Growth plate fractures (Salter-Harris) involve the end of a long bone of a child. The fracture may be limited to growth plate cartilage and thus not be directly visible unless displacement occurs, or it may extend into the metaphysis, epiphysis or both. Crush injuries of the growth plate can also occur. These growth plate fractures are classified according to severity and involvement of the epiphysis. This system is known as the Salter-Harris system: fractures are numbered I through V, with I being least severe and V being the most. Fracture that occur through the epiphysis are significant injuries because they can affect bone growth if not recognized and treated properly. Proper radiographic technique is required for the demonstration of both soft tissue and bone, This is especially important with type I fractures, in which the growth plate is separated as a result of a lateral blow, and type V fractures, in which the growth plate has sustained a compression injury. Types I and V fractures do not occur through the bone.

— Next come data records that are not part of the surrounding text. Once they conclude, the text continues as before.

use chrono::{DateTime, Utc};
use serde::{Deserialize, Serialize};
use uuid::Uuid;

/// A remark attached to one page of a document. Never mutated after insert.
/// Maps to the `comments` PostgreSQL table.
#[derive(Debug, Clone, PartialEq, Eq, Serialize, Deserialize)]
pub struct Comment {
    pub id: Uuid,
    pub document_id: Uuid,
    pub author_id: Uuid,
    pub page_number: u32,
    pub content: String,
    pub created_at: DateTime<Utc>,
}

#[derive(Debug, Clone)]
pub struct NewComment {
    pub document_id: Uuid,
    pub author_id: Uuid,
    pub page_number: u32,
    pub content: String,
}

/// A comment plus the display details of its author.
#[derive(Debug, Clone, PartialEq, Eq, Serialize, Deserialize)]
pub struct CommentView {
    #[serde(flatten)]
    pub comment: Comment,
    pub author_name: String,
    pub author_email: Option<String>,
}
use std::fmt::Display;
use std::future::Future;
use std::time::Duration;

/// Bounded polling with a fixed delay between attempts.
///
/// Used where a backing service is eventually consistent, e.g. waiting for a
/// freshly created session to become resolvable.
#[derive(Debug, Clone, Copy, PartialEq, Eq)]
pub struct RetryPolicy {
    pub max_attempts: u32,
    pub delay: Duration,
}

impl RetryPolicy {
    pub fn new(max_attempts: u32, delay: Duration) -> Self {
        Self {
            max_attempts,
            delay,
        }
    }

    /// Call `attempt` until it yields `Ok(Some(_))` or attempts run out.
    ///
    /// `Ok(None)` and `Err(_)` both count as "not yet". The attempt number
    /// passed to the closure starts at 1. No delay follows the final attempt.
    pub async fn run_until<T, E, F, Fut>(&self, mut attempt: F) -> Option<T>
    where
        F: FnMut(u32) -> Fut,
        Fut: Future<Output = Result<Option<T>, E>>,
        E: Display,
    {
        let max = self.max_attempts.max(1);
        for n in 1..=max {
            match attempt(n).await {
                Ok(Some(value)) => return Some(value),
                Ok(None) => tracing::debug!(attempt = n, max, "retry: not ready"),
                Err(err) => tracing::debug!(attempt = n, max, error = %err, "retry: attempt failed"),
            }
            if n < max && !self.delay.is_zero() {
                tokio::time::sleep(self.delay).await;
            }
        }
        None
    }
}

impl Default for RetryPolicy {
    fn default() -> Self {
        Self::new(5, Duration::from_secs(1))
    }
}
use std::sync::Arc;
use tokio::sync::broadcast;

use super::types::DocumentEvent;

/// In-process event bus backed by `tokio::broadcast`.
#[derive(Debug, Clone)]
pub struct EventBus {
    sender: Arc<broadcast::Sender<DocumentEvent>>,
}

impl EventBus {
    /// Create a new event bus with the given channel capacity.
    pub fn new(capacity: usize) -> Self {
        let (sender, _) = broadcast::channel(capacity.max(1));
        Self {
            sender: Arc::new(sender),
        }
    }

    /// Publish an event to all current subscribers.
    /// Returns the number of receivers; zero when nobody is listening.
    pub fn publish(&self, event: DocumentEvent) -> usize {
        self.sender.send(event).unwrap_or(0)
    }

    /// Subscribe to the event stream.
    pub fn subscribe(&self) -> broadcast::Receiver<DocumentEvent> {
        self.sender.subscribe()
    }

    /// Number of active subscribers.
    pub fn subscriber_count(&self) -> usize {
        self.sender.receiver_count()
    }
}

impl Default for EventBus {
    fn default() -> Self {
        Self::new(1024)
    }
}
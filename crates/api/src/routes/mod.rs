pub mod auth;
pub mod blobs;
pub mod comments;
pub mod documents;
pub mod health;

use axum::Router;

use crate::state::AppState;

/// Assemble the full router with all route groups.
pub fn build_router(state: AppState) -> Router {
    Router::new()
        .merge(health::routes())
        .merge(auth::routes())
        .merge(documents::routes())
        .merge(comments::routes())
        .merge(blobs::routes())
        .with_state(state)
}
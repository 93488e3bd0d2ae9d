use crate::identity::Profile;

const ANONYMOUS: &str = "Anonymous";

/// Display label for a comment author.
///
/// Preference order: display name, then the local part of the email, then
/// `"Anonymous"`. Blank values are skipped.
pub fn author_label(profile: Option<&Profile>) -> String {
    let Some(profile) = profile else {
        return ANONYMOUS.to_string();
    };

    if let Some(name) = profile.name.as_deref().map(str::trim).filter(|n| !n.is_empty()) {
        return name.to_string();
    }

    profile
        .email
        .split('@')
        .next()
        .map(str::trim)
        .filter(|local| !local.is_empty())
        .unwrap_or(ANONYMOUS)
        .to_string()
}

#[cfg(test)]
mod tests {
    use super::*;
    use uuid::Uuid;

    fn profile(email: &str, name: Option<&str>) -> Profile {
        Profile {
            id: Uuid::new_v4(),
            email: email.to_string(),
            name: name.map(str::to_string),
        }
    }

    #[test]
    fn prefers_display_name() {
        assert_eq!(author_label(Some(&profile("ann@x.com", Some("Ann")))), "Ann");
    }

    #[test]
    fn falls_back_to_email_local_part() {
        assert_eq!(author_label(Some(&profile("ann@x.com", None))), "ann");
        assert_eq!(author_label(Some(&profile("ann@x.com", Some("  ")))), "ann");
    }

    #[test]
    fn falls_back_to_anonymous() {
        assert_eq!(author_label(None), "Anonymous");
        assert_eq!(author_label(Some(&profile("", None))), "Anonymous");
        assert_eq!(author_label(Some(&profile("@x.com", None))), "Anonymous");
    }
}
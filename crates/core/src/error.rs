use thiserror::Error;

use crate::document::validate::ValidationError;

/// Every failure a service can report.
///
/// Store adapters translate their native errors into this enum, so nothing
/// above the adapter boundary matches on sqlx or io error shapes.
#[derive(Debug, Error)]
pub enum Error {
    #[error("authentication required")]
    Unauthenticated,

    #[error("unauthorized: {0}")]
    Unauthorized(String),

    #[error("forbidden: {0}")]
    Forbidden(String),

    #[error("not found: {0}")]
    NotFound(String),

    #[error(transparent)]
    Validation(#[from] ValidationError),

    #[error("conflict: {0}")]
    Conflict(String),

    #[error("store unavailable: {0}")]
    StoreUnavailable(String),

    #[error("internal error: {0}")]
    Internal(String),
}

pub type Result<T> = std::result::Result<T, Error>;

impl Error {
    /// Stable machine-readable kind, used in API error bodies.
    pub fn kind(&self) -> &'static str {
        match self {
            Error::Unauthenticated => "unauthenticated",
            Error::Unauthorized(_) => "unauthorized",
            Error::Forbidden(_) => "forbidden",
            Error::NotFound(_) => "notFound",
            Error::Validation(_) => "validationError",
            Error::Conflict(_) => "conflict",
            Error::StoreUnavailable(_) => "storeUnavailable",
            Error::Internal(_) => "internalError",
        }
    }

    /// Append a note to the message while keeping the kind.
    ///
    /// Used to surface a failed compensating action alongside the error that
    /// triggered it.
    pub fn annotate(self, note: impl std::fmt::Display) -> Self {
        match self {
            Error::Unauthorized(msg) => Error::Unauthorized(format!("{msg}; {note}")),
            Error::Forbidden(msg) => Error::Forbidden(format!("{msg}; {note}")),
            Error::NotFound(msg) => Error::NotFound(format!("{msg}; {note}")),
            Error::Conflict(msg) => Error::Conflict(format!("{msg}; {note}")),
            Error::StoreUnavailable(msg) => Error::StoreUnavailable(format!("{msg}; {note}")),
            Error::Internal(msg) => Error::Internal(format!("{msg}; {note}")),
            Error::Validation(err) => {
                Error::Validation(ValidationError::Malformed(format!("{err}; {note}")))
            }
            Error::Unauthenticated => Error::Unauthenticated,
        }
    }

    pub(crate) fn not_found(what: &str, id: impl std::fmt::Display) -> Self {
        Error::NotFound(format!("{what} {id} not found"))
    }
}

#[cfg(test)]
mod tests {
    use super::*;

    #[test]
    fn annotate_keeps_kind() {
        let err = Error::StoreUnavailable("insert failed".into())
            .annotate("cleanup of blob a/b.pdf also failed: disk gone");
        assert_eq!(err.kind(), "storeUnavailable");
        assert_eq!(
            err.to_string(),
            "store unavailable: insert failed; cleanup of blob a/b.pdf also failed: disk gone"
        );
    }

    #[test]
    fn validation_errors_convert() {
        let err: Error = ValidationError::EmptyContent.into();
        assert_eq!(err.kind(), "validationError");
        assert_eq!(err.to_string(), "comment content cannot be empty");
    }
}
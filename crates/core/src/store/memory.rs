//! In-process store adapters, used for local development and tests.

use std::collections::HashMap;
use std::time::Duration;

use async_trait::async_trait;
use bytes::Bytes;
use chrono::Utc;
use tokio::sync::RwLock;
use uuid::Uuid;

use super::signing::UrlSigner;
use super::{BlobStore, RecordStore};
use crate::comment::{Comment, NewComment};
use crate::document::{BlobPath, Document, DocumentPatch, NewDocument};
use crate::identity::{NewUser, Profile, SessionRecord, UserRecord};
use crate::{Error, Result};

#[derive(Default)]
struct Tables {
    documents: HashMap<Uuid, Document>,
    comments: Vec<Comment>,
    users: HashMap<Uuid, UserRecord>,
    sessions: HashMap<Uuid, SessionRecord>,
}

/// Record store held entirely in memory.
#[derive(Default)]
pub struct MemoryRecordStore {
    tables: RwLock<Tables>,
}

impl MemoryRecordStore {
    pub fn new() -> Self {
        Self::default()
    }

    /// Number of stored comments across all documents.
    pub async fn comment_count(&self) -> usize {
        self.tables.read().await.comments.len()
    }
}

#[async_trait]
impl RecordStore for MemoryRecordStore {
    async fn ping(&self) -> Result<()> {
        Ok(())
    }

    async fn insert_document(&self, new: NewDocument) -> Result<Document> {
        let mut tables = self.tables.write().await;
        if tables.documents.values().any(|d| d.blob_path == new.blob_path) {
            return Err(Error::Conflict(format!(
                "a document already references blob {}",
                new.blob_path
            )));
        }
        let now = Utc::now();
        let document = Document {
            id: Uuid::new_v4(),
            title: new.title,
            blob_path: new.blob_path,
            original_name: new.original_name,
            size: new.size,
            mime_type: new.mime_type,
            owner_id: new.owner_id,
            is_public: new.is_public,
            created_at: now,
            updated_at: now,
        };
        tables.documents.insert(document.id, document.clone());
        Ok(document)
    }

    async fn get_document(&self, id: Uuid) -> Result<Option<Document>> {
        Ok(self.tables.read().await.documents.get(&id).cloned())
    }

    async fn find_document_by_blob_path(&self, path: &BlobPath) -> Result<Option<Document>> {
        let tables = self.tables.read().await;
        Ok(tables.documents.values().find(|d| &d.blob_path == path).cloned())
    }

    async fn list_visible_documents(&self, viewer: Option<Uuid>) -> Result<Vec<Document>> {
        let tables = self.tables.read().await;
        let mut documents: Vec<Document> = tables
            .documents
            .values()
            .filter(|d| d.is_public || Some(d.owner_id) == viewer)
            .cloned()
            .collect();
        documents.sort_by(|a, b| b.created_at.cmp(&a.created_at).then(b.id.cmp(&a.id)));
        Ok(documents)
    }

    async fn update_document(&self, id: Uuid, patch: &DocumentPatch) -> Result<Option<Document>> {
        let mut tables = self.tables.write().await;
        let Some(document) = tables.documents.get_mut(&id) else {
            return Ok(None);
        };
        if let Some(title) = &patch.title {
            document.title = title.clone();
        }
        if let Some(is_public) = patch.is_public {
            document.is_public = is_public;
        }
        document.updated_at = Utc::now();
        Ok(Some(document.clone()))
    }

    async fn delete_document(&self, id: Uuid) -> Result<bool> {
        let mut tables = self.tables.write().await;
        let removed = tables.documents.remove(&id).is_some();
        if removed {
            tables.comments.retain(|c| c.document_id != id);
        }
        Ok(removed)
    }

    async fn insert_comment(&self, new: NewComment) -> Result<Comment> {
        let mut tables = self.tables.write().await;
        if !tables.documents.contains_key(&new.document_id) {
            return Err(Error::not_found("document", new.document_id));
        }
        let comment = Comment {
            id: Uuid::now_v7(),
            document_id: new.document_id,
            author_id: new.author_id,
            page_number: new.page_number,
            content: new.content,
            created_at: Utc::now(),
        };
        tables.comments.push(comment.clone());
        Ok(comment)
    }

    async fn list_comments(&self, document_id: Uuid, page_number: u32) -> Result<Vec<Comment>> {
        let tables = self.tables.read().await;
        let mut comments: Vec<Comment> = tables
            .comments
            .iter()
            .filter(|c| c.document_id == document_id && c.page_number == page_number)
            .cloned()
            .collect();
        // stable sort: equal timestamps keep insertion order
        comments.sort_by_key(|c| c.created_at);
        Ok(comments)
    }

    async fn get_profiles(&self, ids: &[Uuid]) -> Result<Vec<Profile>> {
        let tables = self.tables.read().await;
        Ok(ids
            .iter()
            .filter_map(|id| tables.users.get(id))
            .map(UserRecord::profile)
            .collect())
    }

    async fn insert_user(&self, new: NewUser) -> Result<UserRecord> {
        let mut tables = self.tables.write().await;
        if tables.users.values().any(|u| u.email == new.email) {
            return Err(Error::Conflict("user with this email already exists".into()));
        }
        let user = UserRecord {
            id: Uuid::new_v4(),
            email: new.email,
            name: new.name,
            password_hash: new.password_hash,
            created_at: Utc::now(),
        };
        tables.users.insert(user.id, user.clone());
        Ok(user)
    }

    async fn find_user_by_email(&self, email: &str) -> Result<Option<UserRecord>> {
        let tables = self.tables.read().await;
        Ok(tables.users.values().find(|u| u.email == email).cloned())
    }

    async fn insert_session(&self, session: &SessionRecord) -> Result<()> {
        let mut tables = self.tables.write().await;
        tables.sessions.insert(session.id, session.clone());
        Ok(())
    }

    async fn get_session(&self, id: Uuid) -> Result<Option<SessionRecord>> {
        Ok(self.tables.read().await.sessions.get(&id).cloned())
    }

    async fn delete_session(&self, id: Uuid) -> Result<()> {
        self.tables.write().await.sessions.remove(&id);
        Ok(())
    }
}

/// Blob store held entirely in memory. URLs are signed like the filesystem
/// store's, so the HTTP blob routes work against it unchanged.
pub struct MemoryBlobStore {
    blobs: RwLock<HashMap<BlobPath, (Bytes, String)>>,
    signer: UrlSigner,
}

impl MemoryBlobStore {
    pub fn new(signer: UrlSigner) -> Self {
        Self {
            blobs: RwLock::new(HashMap::new()),
            signer,
        }
    }

    pub async fn contains(&self, path: &BlobPath) -> bool {
        self.blobs.read().await.contains_key(path)
    }

    pub async fn len(&self) -> usize {
        self.blobs.read().await.len()
    }

    pub async fn is_empty(&self) -> bool {
        self.blobs.read().await.is_empty()
    }

    pub async fn content_type(&self, path: &BlobPath) -> Option<String> {
        self.blobs.read().await.get(path).map(|(_, ct)| ct.clone())
    }
}

#[async_trait]
impl BlobStore for MemoryBlobStore {
    async fn put(&self, path: &BlobPath, data: Bytes, content_type: &str) -> Result<()> {
        let mut blobs = self.blobs.write().await;
        if blobs.contains_key(path) {
            return Err(Error::Conflict(format!("blob {path} already exists")));
        }
        blobs.insert(path.clone(), (data, content_type.to_string()));
        Ok(())
    }

    async fn get(&self, path: &BlobPath) -> Result<Bytes> {
        self.blobs
            .read()
            .await
            .get(path)
            .map(|(data, _)| data.clone())
            .ok_or_else(|| Error::not_found("blob", path))
    }

    async fn delete(&self, path: &BlobPath) -> Result<()> {
        self.blobs.write().await.remove(path);
        Ok(())
    }

    fn public_url(&self, path: &BlobPath) -> String {
        self.signer.public_url(path)
    }

    fn signed_url(&self, path: &BlobPath, ttl: Duration) -> Result<String> {
        self.signer.signed_url(path, ttl)
    }

    fn verify_signed(&self, token: &str) -> Result<BlobPath> {
        self.signer.verify(token)
    }
}
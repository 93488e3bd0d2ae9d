mod common;

use bytes::Bytes;
use uuid::Uuid;

use common::{harness, identity, pdf_upload, set};
use folio_core::document::validate::{ValidationError, MAX_TITLE_LEN};
use folio_core::events::DocumentEvent;
use folio_core::services::{DocumentUpdate, UploadRequest};
use folio_core::store::RecordStore;
use folio_core::Error;

#[tokio::test]
async fn upload_stores_blob_and_record() {
    let h = harness();
    let ann = identity("ann@example.com");
    let mut events = h.events.subscribe();

    let doc = h.upload(&ann, "Quarterly Report.pdf").await;

    assert_eq!(doc.title, "Quarterly Report.pdf");
    assert_eq!(doc.owner_id, ann.id);
    assert!(!doc.is_public);
    assert_eq!(doc.mime_type, "application/pdf");
    assert!(doc.blob_path.as_str().starts_with(&format!("{}/", ann.id)));
    assert!(doc.blob_path.as_str().ends_with("-QuarterlyReport.pdf"));
    assert!(h.blobs.inner.contains(&doc.blob_path).await);
    assert_eq!(
        h.blobs.inner.content_type(&doc.blob_path).await.as_deref(),
        Some("application/pdf")
    );

    let stored = h.records.get_document(doc.id).await.unwrap().unwrap();
    assert_eq!(stored, doc);
    assert!(matches!(events.try_recv(), Ok(DocumentEvent::Uploaded(_))));
}

#[tokio::test]
async fn explicit_title_wins_over_filename() {
    let h = harness();
    let ann = identity("ann@example.com");
    let request = UploadRequest {
        title: Some("  Board minutes ".into()),
        is_public: true,
        ..pdf_upload("minutes.pdf")
    };
    let doc = h.services.upload.upload(Some(&ann), request).await.unwrap();
    assert_eq!(doc.title, "Board minutes");
    assert!(doc.is_public);
}

#[tokio::test]
async fn long_filename_upload_gets_a_truncated_title() {
    let h = harness();
    let ann = identity("ann@example.com");
    let filename = format!("{}.pdf", "a".repeat(300));

    let doc = h.upload(&ann, &filename).await;

    assert_eq!(doc.title.chars().count(), MAX_TITLE_LEN);
    assert!(doc.title.starts_with("aaaa"));
    assert_eq!(doc.original_name, filename);
    assert!(doc.blob_path.as_str().ends_with(".pdf"));
    assert!(h.blobs.inner.contains(&doc.blob_path).await);
}

#[tokio::test]
async fn unnamed_upload_falls_back_to_a_default_title() {
    let h = harness();
    let ann = identity("ann@example.com");

    let doc = h.upload(&ann, "").await;

    assert_eq!(doc.title, "document.pdf");
    assert!(doc.blob_path.as_str().ends_with("-document.pdf"));
}

#[tokio::test]
async fn rejected_uploads_leave_no_trace() {
    let h = harness();
    let ann = identity("ann@example.com");

    let cases = vec![
        UploadRequest {
            declared_mime: "image/png".into(),
            ..pdf_upload("photo.png")
        },
        UploadRequest {
            data: Bytes::new(),
            ..pdf_upload("empty.pdf")
        },
        UploadRequest {
            data: Bytes::from(vec![0u8; 10 * 1024 * 1024 + 1]),
            ..pdf_upload("huge.pdf")
        },
    ];
    for request in cases {
        let err = h
            .services
            .upload
            .upload(Some(&ann), request)
            .await
            .unwrap_err();
        assert!(matches!(err, Error::Validation(_)), "unexpected {err:?}");
    }

    let err = h
        .services
        .upload
        .upload(None, pdf_upload("anon.pdf"))
        .await
        .unwrap_err();
    assert!(matches!(err, Error::Unauthenticated));

    assert!(h.blobs.inner.is_empty().await);
    assert!(h.records.list_visible_documents(Some(ann.id)).await.unwrap().is_empty());
}

#[tokio::test]
async fn wrong_type_is_reported_before_size() {
    let h = harness();
    let ann = identity("ann@example.com");
    let request = UploadRequest {
        declared_mime: "text/plain".into(),
        data: Bytes::new(),
        ..pdf_upload("notes.txt")
    };
    let err = h.services.upload.upload(Some(&ann), request).await.unwrap_err();
    assert!(matches!(
        err,
        Error::Validation(ValidationError::InvalidFileType { .. })
    ));
}

#[tokio::test]
async fn failed_insert_removes_the_blob() {
    let h = harness();
    let ann = identity("ann@example.com");
    set(&h.records.fail_insert_document, true);

    let err = h
        .services
        .upload
        .upload(Some(&ann), pdf_upload("report.pdf"))
        .await
        .unwrap_err();

    assert!(matches!(err, Error::StoreUnavailable(_)));
    assert!(h.blobs.inner.is_empty().await);
}

#[tokio::test]
async fn failed_cleanup_is_reported_with_the_insert_error() {
    let h = harness();
    let ann = identity("ann@example.com");
    set(&h.records.fail_insert_document, true);
    set(&h.blobs.fail_delete, true);

    let err = h
        .services
        .upload
        .upload(Some(&ann), pdf_upload("report.pdf"))
        .await
        .unwrap_err();

    let message = err.to_string();
    assert!(matches!(err, Error::StoreUnavailable(_)));
    assert!(message.contains("injected insert failure"), "{message}");
    assert!(message.contains("cleanup of blob"), "{message}");
    assert_eq!(h.blobs.inner.len().await, 1);
}

#[tokio::test]
async fn failed_blob_put_writes_no_record() {
    let h = harness();
    let ann = identity("ann@example.com");
    set(&h.blobs.fail_put, true);

    let err = h
        .services
        .upload
        .upload(Some(&ann), pdf_upload("report.pdf"))
        .await
        .unwrap_err();
    assert!(matches!(err, Error::StoreUnavailable(_)));
    assert!(h.records.list_visible_documents(Some(ann.id)).await.unwrap().is_empty());
}

#[tokio::test]
async fn private_documents_are_gated() {
    let h = harness();
    let ann = identity("ann@example.com");
    let bob = identity("bob@example.com");
    let doc = h.upload(&ann, "private.pdf").await;

    assert_eq!(h.services.access.get(Some(&ann), doc.id).await.unwrap().id, doc.id);
    assert!(matches!(
        h.services.access.get(Some(&bob), doc.id).await,
        Err(Error::Unauthorized(_))
    ));
    assert!(matches!(
        h.services.access.get(None, doc.id).await,
        Err(Error::Unauthorized(_))
    ));
    assert!(matches!(
        h.services.access.read_content(Some(&bob), doc.id).await,
        Err(Error::Unauthorized(_))
    ));

    let (_, data) = h.services.access.read_content(Some(&ann), doc.id).await.unwrap();
    assert_eq!(data, common::pdf_bytes());
}

#[tokio::test]
async fn missing_document_is_not_found() {
    let h = harness();
    let ann = identity("ann@example.com");
    assert!(matches!(
        h.services.access.get(Some(&ann), Uuid::new_v4()).await,
        Err(Error::NotFound(_))
    ));
    assert!(matches!(
        h.services.access.delete(Some(&ann), Uuid::new_v4()).await,
        Err(Error::NotFound(_))
    ));
}

#[tokio::test]
async fn listing_shows_public_and_own_documents() {
    let h = harness();
    let ann = identity("ann@example.com");
    let bob = identity("bob@example.com");
    let mine = h.upload(&ann, "mine.pdf").await;
    let theirs_private = h.upload(&bob, "bob-private.pdf").await;
    let theirs_public = h
        .services
        .upload
        .upload(
            Some(&bob),
            UploadRequest {
                is_public: true,
                ..pdf_upload("bob-public.pdf")
            },
        )
        .await
        .unwrap();

    let ids: Vec<Uuid> = h
        .services
        .access
        .list(Some(&ann))
        .await
        .unwrap()
        .into_iter()
        .map(|d| d.id)
        .collect();
    assert!(ids.contains(&mine.id));
    assert!(ids.contains(&theirs_public.id));
    assert!(!ids.contains(&theirs_private.id));

    let anonymous: Vec<Uuid> = h
        .services
        .access
        .list(None)
        .await
        .unwrap()
        .into_iter()
        .map(|d| d.id)
        .collect();
    assert_eq!(anonymous, vec![theirs_public.id]);
}

#[tokio::test]
async fn only_the_owner_may_update() {
    let h = harness();
    let ann = identity("ann@example.com");
    let bob = identity("bob@example.com");
    let doc = h.upload(&ann, "draft.pdf").await;

    let rename = || DocumentUpdate {
        title: Some("Final".into()),
        ..DocumentUpdate::default()
    };
    assert!(matches!(
        h.services.access.update(Some(&bob), doc.id, rename()).await,
        Err(Error::Forbidden(_))
    ));
    assert!(matches!(
        h.services.access.update(None, doc.id, rename()).await,
        Err(Error::Unauthenticated)
    ));

    let updated = h.services.access.update(Some(&ann), doc.id, rename()).await.unwrap();
    assert_eq!(updated.title, "Final");

    let unchanged = h
        .services
        .access
        .update(Some(&ann), doc.id, DocumentUpdate::default())
        .await
        .unwrap();
    assert_eq!(unchanged.title, "Final");

    assert!(matches!(
        h.services
            .access
            .update(
                Some(&ann),
                doc.id,
                DocumentUpdate {
                    title: Some("   ".into()),
                    ..DocumentUpdate::default()
                },
            )
            .await,
        Err(Error::Validation(ValidationError::EmptyTitle))
    ));
}

#[tokio::test]
async fn title_and_visibility_change_together() {
    let h = harness();
    let ann = identity("ann@example.com");
    let doc = h.upload(&ann, "draft.pdf").await;
    let mut events = h.events.subscribe();

    let updated = h
        .services
        .access
        .update(
            Some(&ann),
            doc.id,
            DocumentUpdate {
                title: Some("Final".into()),
                is_public: Some(true),
            },
        )
        .await
        .unwrap();

    assert_eq!(updated.title, "Final");
    assert!(updated.is_public);
    assert!(matches!(events.try_recv(), Ok(DocumentEvent::Updated(_))));
    assert!(matches!(
        events.try_recv(),
        Ok(DocumentEvent::VisibilityChanged { is_public: true, .. })
    ));
    assert!(events.try_recv().is_err());
}

#[tokio::test]
async fn failed_update_changes_neither_field() {
    let h = harness();
    let ann = identity("ann@example.com");
    let doc = h.upload(&ann, "draft.pdf").await;
    set(&h.records.fail_update_document, true);

    let result = h
        .services
        .access
        .update(
            Some(&ann),
            doc.id,
            DocumentUpdate {
                title: Some("Final".into()),
                is_public: Some(true),
            },
        )
        .await;
    assert!(matches!(result, Err(Error::StoreUnavailable(_))));

    let stored = h.records.get_document(doc.id).await.unwrap().unwrap();
    assert_eq!(stored.title, doc.title);
    assert!(!stored.is_public);
}

#[tokio::test]
async fn setting_current_visibility_writes_nothing() {
    let h = harness();
    let ann = identity("ann@example.com");
    let doc = h.upload(&ann, "draft.pdf").await;
    let mut events = h.events.subscribe();
    set(&h.records.fail_update_document, true);

    let unchanged = h
        .services
        .access
        .update(
            Some(&ann),
            doc.id,
            DocumentUpdate {
                is_public: Some(false),
                ..DocumentUpdate::default()
            },
        )
        .await
        .unwrap();
    assert!(!unchanged.is_public);
    assert!(events.try_recv().is_err());
}

#[tokio::test]
async fn delete_removes_blob_record_and_comments() {
    let h = harness();
    let ann = identity("ann@example.com");
    let doc = h.upload(&ann, "gone.pdf").await;
    h.services
        .comments
        .add(Some(&ann), doc.id, 1, "first")
        .await
        .unwrap();

    h.services.access.delete(Some(&ann), doc.id).await.unwrap();

    assert!(!h.blobs.inner.contains(&doc.blob_path).await);
    assert!(h.records.get_document(doc.id).await.unwrap().is_none());
    assert_eq!(h.records.inner.comment_count().await, 0);
}

#[tokio::test]
async fn non_owner_delete_is_forbidden_and_harmless() {
    let h = harness();
    let ann = identity("ann@example.com");
    let bob = identity("bob@example.com");
    let doc = h
        .services
        .upload
        .upload(
            Some(&ann),
            UploadRequest {
                is_public: true,
                ..pdf_upload("shared.pdf")
            },
        )
        .await
        .unwrap();

    assert!(matches!(
        h.services.access.delete(Some(&bob), doc.id).await,
        Err(Error::Forbidden(_))
    ));
    assert!(h.blobs.inner.contains(&doc.blob_path).await);
    assert!(h.records.get_document(doc.id).await.unwrap().is_some());
}

#[tokio::test]
async fn failed_blob_delete_keeps_the_record() {
    let h = harness();
    let ann = identity("ann@example.com");
    let doc = h.upload(&ann, "sticky.pdf").await;
    set(&h.blobs.fail_delete, true);

    let err = h.services.access.delete(Some(&ann), doc.id).await.unwrap_err();
    assert!(matches!(err, Error::StoreUnavailable(_)));
    assert!(h.records.get_document(doc.id).await.unwrap().is_some());
    assert!(h.blobs.inner.contains(&doc.blob_path).await);
}

#[tokio::test]
async fn failed_record_delete_is_reported() {
    let h = harness();
    let ann = identity("ann@example.com");
    let doc = h.upload(&ann, "half.pdf").await;
    set(&h.records.fail_delete_document, true);

    let err = h.services.access.delete(Some(&ann), doc.id).await.unwrap_err();
    assert!(matches!(err, Error::StoreUnavailable(_)));
    assert!(!h.blobs.inner.contains(&doc.blob_path).await);

    set(&h.records.fail_delete_document, false);
    h.services.access.delete(Some(&ann), doc.id).await.unwrap();
    assert!(h.records.get_document(doc.id).await.unwrap().is_none());
}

In the diagram below, the black lines represent the fracture lines.

A, A type 1 fracture occurs directly through the growth plate.

B, A type 2 fracture extends through the growth plate and into the metaphyses.

C, A type 3 fracture line extends through the growth plate and into the epiphyses.

D, A type 4 fracture line extends through the metaphyses, across or sometimes along the growth plate, and through the epiphyses.

E, A type 5 fracture involves a crushing of all or part of the growth plate.

Comparison projections are often used with such fractures to compare growth plate appearances, and MRI may be used to further evaluate epiphyseal separations. Healed injuries of this type may result in an alteration of the length of the involved bone. Because of possible length discrepancies, frequent radiographic examinations may be required, often up to years after the injury.

Hangman’s fracture is the result of acute hyperextension of the head on the neck. This appears as a fracture of the arch of C2 anterior to the inferior facet and is usually associated with anterior subluxation of C2 on C3. Although originally described in patients who had been hanged, this injury is now far more commonly the result of motor vehicle collisions.

Spiral fracture encircles the shaft, is generally longer than an oblique fracture, and is caused by torsional forces,\. Afracture in which the bone has been twisted apart, usually resulting from a rotary type of injury.